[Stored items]
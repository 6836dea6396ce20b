//! Sales business logic - Retail sales to consumers.

use crate::{
    context::RequestContext,
    core::{batch as batch_core, inventory, movement, party, unit},
    entities::{
        SalesRecord,
        movement::{self as movement_entity, MovementRole},
        party::PartyRole,
        sales_record::{self, BuyerType},
        unit::UnitStatus,
    },
    errors::{Error, Result},
};
use chrono::Utc;
use sea_orm::{QueryOrder, Set, TransactionTrait, prelude::*};
use serde::{Deserialize, Serialize};
use tracing::{info, instrument};

/// Receiver name recorded when the buyer stays anonymous
const ANONYMOUS_BUYER: &str = "Consumer";

/// Input for a retail sale.
#[derive(Debug, Clone, Deserialize)]
pub struct NewSale {
    /// Batch to sell from
    pub batch_id: i64,
    /// Strips sold
    pub quantity: i64,
    /// Consumer's name, if they gave one
    #[serde(default)]
    pub buyer_name: Option<String>,
}

/// Result of a sale.
#[derive(Debug, Clone, Serialize)]
pub struct SaleOutcome {
    /// Stored sales record
    pub record: sales_record::Model,
    /// Terminal movement closing this branch of the distribution tree
    pub movement: movement_entity::Model,
}

/// Sells strips from the calling retailer's stock to a consumer at MRP.
///
/// # Errors
/// * `Unauthorized` - caller is not a retailer
/// * `Validation` - non-positive quantity
/// * `BatchRecalled` - the batch is under recall
/// * `InsufficientStock` - the retailer holds less than requested; nothing is written
#[allow(clippy::cast_precision_loss)]
#[instrument(skip(db))]
pub async fn record_sale(
    db: &DatabaseConnection,
    ctx: &RequestContext,
    sale: NewSale,
) -> Result<SaleOutcome> {
    ctx.require_role(PartyRole::Retailer)?;
    if sale.quantity <= 0 {
        return Err(Error::validation(format!(
            "Quantity must be positive, got {}",
            sale.quantity
        )));
    }
    let buyer_name = sale
        .buyer_name
        .map(|name| name.trim().to_string())
        .filter(|name| !name.is_empty());

    let txn = db.begin().await?;

    let retailer = party::require_party(&txn, ctx.party_id).await?;
    let batch = batch_core::require_batch(&txn, sale.batch_id).await?;
    batch_core::ensure_not_recalled(&batch)?;

    inventory::decrement(&txn, retailer.id, batch.id, sale.quantity).await?;

    let record = sales_record::ActiveModel {
        seller_id: Set(retailer.id),
        batch_id: Set(batch.id),
        quantity: Set(sale.quantity),
        total_price: Set(batch.mrp * sale.quantity as f64),
        buyer_type: Set(BuyerType::Consumer),
        buyer_name: Set(buyer_name.clone()),
        created_at: Set(Utc::now()),
        ..Default::default()
    }
    .insert(&txn)
    .await?;

    let movement = movement::record_movement(
        &txn,
        movement::NewMovement {
            batch_id: batch.id,
            sender_id: Some(retailer.id),
            sender_name: Some(retailer.name.clone()),
            receiver_id: None,
            receiver_name: Some(buyer_name.unwrap_or_else(|| ANONYMOUS_BUYER.to_string())),
            role: MovementRole::Consumer,
            quantity: sale.quantity,
            status: movement::STATUS_SOLD.to_string(),
            location: retailer.location.clone(),
        },
    )
    .await?;

    unit::move_units(
        &txn,
        unit::UnitMove {
            batch_id: batch.id,
            from_holder_id: retailer.id,
            from_statuses: &UnitStatus::ON_HAND,
            from_shipment_id: None,
            to_holder_id: None,
            to_status: UnitStatus::Sold,
            shipment_id: None,
            quantity: sale.quantity,
        },
    )
    .await?;

    txn.commit().await?;

    info!(
        "{} sold {} strips of batch {} for {:.2}",
        retailer.name, record.quantity, batch.batch_number, record.total_price
    );
    Ok(SaleOutcome { record, movement })
}

/// A retailer's sales, newest first.
pub async fn list_sales_for_seller<C>(db: &C, seller_id: i64) -> Result<Vec<sales_record::Model>>
where
    C: ConnectionTrait,
{
    SalesRecord::find()
        .filter(sales_record::Column::SellerId.eq(seller_id))
        .order_by_desc(sales_record::Column::Id)
        .all(db)
        .await
        .map_err(Into::into)
}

§ Work request: On how many lines of the records above does the word "RequestContext" appear? Answer with only that number.

§ Exercise answer: 2